This page contains the source code for:
This tiny printf function is a small implementation of the
standard C library function, it does not include all the capabilities of
the standard one. It has been designed to have a small footprint and to be
easy to include in an embedded software. The only external dependency is
the putchar() functions which output a single character to the
output device. Once you provide this putchar function, you may
link your code with this printf and use it. This code is released
under the LGPL license.
This printf function will accept integer formats (%d, %x,
%X, %u), string format (%s) and character format (%c); left and right
alignement, padding with space or 'O'. See the comments and the test code
at the end of the source code.
source code for printf.c without stdarg.h, you might have to modify it to work with your compiler with regards to the variable parameter passing.
source code for printf.c with stdarg.h, this version contributed by Christian Ettinger, to use if you have a working stdarg.h for your compiler.
If you need floating-point support as well, check-out this variant provided by Derell Licht.
On my DragonEngine (68VZ328) board, I am using the following code to
replace putchar :
void _outbyte(int c)
{
while ((readb(UTX1) & 0x20) == 0)
;
writeb ((char)c,UTX1+1);
}
void outbyte(int c)
{
static char prev = 0;
if (c < ' ' && c != '\r' && c != '\n' && c != '\t' && c != '\b')
return;
if (c == '\n' && prev != '\r') _outbyte('\r');
_outbyte(c);
prev = c;
}
_outbyte does the raw output of any char, while
outbyte call it for printable chars only and add a CR
character when needed. This is a very simple scheme, kind of raw versus
cooked mode.
The xmodem functions has been tested with several terminal emulators on GNU/Linux and windows. I did use the following xmodem specification to write them. This code is released under the BSD license.

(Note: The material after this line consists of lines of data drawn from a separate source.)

//! Port trait definitions for the Application layer.
//!
//! Ports are the interfaces (contracts) that infrastructure must fulfill.
//! This file imports only from `crate::domain`, never from `crate::infra`,
//! `crate::commands`, or `crate::output`.

use std::path::Path;
use std::process::Output;
use std::time::Duration;

use anyhow::Result;

use crate::domain::DeploymentRecord;

// ── Command Runner Port ───────────────────────────────────────────────────────

/// Abstracts process execution so infrastructure can be swapped or mocked.
#[allow(async_fn_in_trait)]
pub trait CommandRunner {
    /// Run a program and capture its output.
    ///
    /// Implementations should delegate to `run_with_timeout` using the
    /// instance's configured default timeout.
    async fn run(&self, program: &str, args: &[&str]) -> Result<Output>;
    /// Run a program with a custom timeout override.
    ///
    /// # Errors
    ///
    /// Returns an error if the process cannot be spawned or exceeds `timeout`.
    /// On timeout, the child process must be killed (not left orphaned).
    async fn run_with_timeout(
        &self,
        program: &str,
        args: &[&str],
        timeout: Duration,
    ) -> Result<Output>;
}

// ── Secret Store Port ─────────────────────────────────────────────────────────

/// Read-only access to a secret store.
#[allow(async_fn_in_trait)]
pub trait SecretStore {
    /// Fetch the current value of the secret called `name`.
    async fn fetch(&self, name: &str) -> Result<String>;
}

// ── Progress Reporting Port ───────────────────────────────────────────────────

/// Abstracts progress reporting so services can emit events without
/// depending on the Presentation layer. Sync trait, no async needed.
pub trait ProgressReporter {
    /// Emit an in-progress step message.
    fn step(&self, message: &str);
    /// Emit a success message.
    fn success(&self, message: &str);
    /// Emit a warning message.
    fn warn(&self, message: &str);
}

// ── Filesystem and State Ports ────────────────────────────────────────────────

/// Writes rendered artifacts to disk.
pub trait ArtifactWriter {
    /// Atomically replace `path` with `content`, creating parent directories.
    /// When `private` is set the file is readable by the owner only.
    fn write_atomic(&self, path: &Path, content: &str, private: bool) -> Result<()>;
}

/// Persists the last deployment record.
#[allow(async_fn_in_trait)]
pub trait DeploymentStore {
    /// Load the record, returning `None` if no deployment has been recorded.
    async fn load_async(&self) -> Result<Option<DeploymentRecord>>;
    /// Persist the given record.
    async fn save_async(&self, record: &DeploymentRecord) -> Result<()>;
}
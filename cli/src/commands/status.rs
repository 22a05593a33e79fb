//! `stackctl status`: one-shot service states and the last deployment.

use std::process::ExitCode;

use anyhow::Result;

use crate::app::AppContext;
use crate::application::services::status::stack_status;
use crate::commands::require_rendered;

/// Run `stackctl status`.
///
/// # Errors
///
/// Returns an error if `compose ps` fails or the state file is unreadable.
pub async fn run(app: &AppContext) -> Result<ExitCode> {
    let manifest = app.manifest()?;
    require_rendered(&manifest)?;
    let status = stack_status(&app.runner, &manifest, &app.state_store(&manifest)).await?;
    app.renderer().render_status(&status)?;
    Ok(ExitCode::SUCCESS)
}
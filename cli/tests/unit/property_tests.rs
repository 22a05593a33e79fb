//! Property-based tests for env-file quoting and reference parsing.
//!
//! Uses `proptest` to verify invariants across many random inputs.

#![allow(clippy::expect_used, clippy::unwrap_used)]

use proptest::prelude::*;

use stackctl_cli::domain::env::{EnvMap, Segment, parse_template};
use stackctl_cli::domain::envfile::{quote_value, render_env_file};

/// Reverse the env-file escaping for a quoted value.
fn unquote(quoted: &str) -> String {
    let inner = &quoted[1..quoted.len() - 1];
    let mut out = String::new();
    let mut chars = inner.chars().peekable();
    while let Some(c) = chars.next() {
        match (c, chars.peek().copied()) {
            ('\\', Some('n')) => {
                out.push('\n');
                chars.next();
            }
            ('\\', Some('r')) => {
                out.push('\r');
                chars.next();
            }
            ('\\', Some(next @ ('\\' | '"'))) => {
                out.push(next);
                chars.next();
            }
            ('$', Some('$')) => {
                out.push('$');
                chars.next();
            }
            _ => out.push(c),
        }
    }
    out
}

// ============================================================================
// quote_value() property tests
// ============================================================================

proptest! {
    /// A quoted value never spans lines and never leaves a lone `$` that
    /// compose would try to interpolate.
    #[test]
    fn prop_quoted_value_is_single_line_and_escaped(value in any::<String>()) {
        let quoted = quote_value(&value);
        prop_assert!(!quoted.contains('\n'), "raw newline in {:?}", quoted);
        prop_assert!(!quoted.contains('\r'), "raw carriage return in {:?}", quoted);
        let dollars_outside_pairs = quoted.replace("$$", "");
        prop_assert!(!dollars_outside_pairs.contains('$'), "lone $ in {:?}", quoted);
    }

    /// Quoting is lossless.
    #[test]
    fn prop_quote_value_round_trips(value in any::<String>()) {
        let quoted = quote_value(&value);
        if quoted.starts_with('"') {
            let unquoted = unquote(&quoted);
            prop_assert_eq!(&unquoted, &value);
        } else {
            prop_assert_eq!(quoted.as_ref(), value.as_str());
        }
    }

    /// Safe values are written bare.
    #[test]
    fn prop_safe_values_are_bare(value in "[A-Za-z0-9_./:@+,-]{0,40}") {
        let quoted = quote_value(&value);
        prop_assert_eq!(quoted.as_ref(), value.as_str());
    }

    /// Every variable becomes exactly one line, in insertion order.
    #[test]
    fn prop_env_file_has_one_line_per_variable(
        values in proptest::collection::vec(any::<String>(), 1..20),
    ) {
        let mut env = EnvMap::new();
        for (i, v) in values.iter().enumerate() {
            env.insert(format!("VAR_{i}"), v.clone(), i % 2 == 0);
        }
        let body = render_env_file("acme", &env);
        let keys: Vec<&str> = body
            .lines()
            .filter(|l| !l.starts_with('#'))
            .map(|l| l.split_once('=').expect("KEY=value").0)
            .collect();
        let expected: Vec<String> = (0..values.len()).map(|i| format!("VAR_{i}")).collect();
        prop_assert_eq!(keys, expected);
    }
}

// ============================================================================
// parse_template() property tests
// ============================================================================

proptest! {
    /// Text without `$` is a single literal (or nothing).
    #[test]
    fn prop_plain_text_is_one_literal(text in "[^$]{0,60}") {
        let segments = parse_template("V", &text).unwrap();
        if text.is_empty() {
            prop_assert!(segments.is_empty() || segments == vec![Segment::Literal("")]);
        } else {
            prop_assert_eq!(segments, vec![Segment::Literal(text.as_str())]);
        }
    }

    /// Well-formed references parse to the matching segment.
    #[test]
    fn prop_references_parse(
        key in "[A-Z_][A-Z0-9_]{0,15}",
        kind in prop::sample::select(vec!["secret", "env", "var"]),
    ) {
        let template = format!("pre-${{{kind}:{key}}}-post");
        let segments = parse_template("V", &template).unwrap();
        let expected = match kind {
            "secret" => Segment::Secret(key.as_str()),
            "env" => Segment::Host(key.as_str()),
            _ => Segment::Var(key.as_str()),
        };
        prop_assert_eq!(
            segments,
            vec![Segment::Literal("pre-"), expected, Segment::Literal("-post")]
        );
    }

    /// Unknown reference kinds are always rejected.
    #[test]
    fn prop_unknown_kind_rejected(kind in "[a-z]{1,8}", key in "[A-Z]{1,8}") {
        prop_assume!(!["secret", "env", "var"].contains(&kind.as_str()));
        let template = format!("${{{kind}:{key}}}");
        prop_assert!(parse_template("V", &template).is_err());
    }
}
//! stackctl - render and deploy a server stack from cloud secrets

#![cfg_attr(test, allow(clippy::expect_used))]

use std::process::ExitCode;

use clap::Parser;
use stackctl_cli::cli::Cli;
use tracing_subscriber::EnvFilter;

/// `STACKCTL_LOG` wins; otherwise the `-v` count picks the level.
fn init_tracing(verbose: u8) {
    let default_level = match verbose {
        0 => "warn",
        1 => "info",
        2 => "debug",
        _ => "trace",
    };
    let filter = EnvFilter::try_from_env("STACKCTL_LOG")
        .unwrap_or_else(|_| EnvFilter::new(default_level));
    tracing_subscriber::fmt()
        .with_env_filter(filter)
        .with_writer(std::io::stderr)
        .with_target(false)
        .init();
}

#[tokio::main]
async fn main() -> ExitCode {
    let cli = Cli::parse();
    init_tracing(cli.verbose);
    match cli.run().await {
        Ok(code) => code,
        Err(e) => {
            eprintln!("Error: {e:#}");
            ExitCode::FAILURE
        }
    }
}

The xmodem functions depends on memcpy and
memset which are standard C library functions, they are
builtin function in gcc. The last two dependencies are _inbyte
and _outbyte. The _outbyte function is the one
shown before; on my 68VZ328 board, I am using the following code for
_inbyte :
int _inbyte(unsigned short timeout) // msec timeout
{
unsigned short c;
int delay = timeout << 4;
while (((c=readw(URX1)) & 0x2000) == 0) {
usleep(60); /* 60 us * 16 = 960 us (~ 1 ms) */
if (timeout) {
if (--delay == 0) return -2;
}
}
return c & 0x0FF;
}
_inbyte has a timeout parameter with 1 msec resolution, the
timeout is build using a usleep function which could be a busy
loop of 1 µsec resolution.
As an alternative to the code using a table contained in crc16.c, you might use the
following function. This is specially useful in case of memory constraints.
(contributed by Steve Checkoway, thanks !)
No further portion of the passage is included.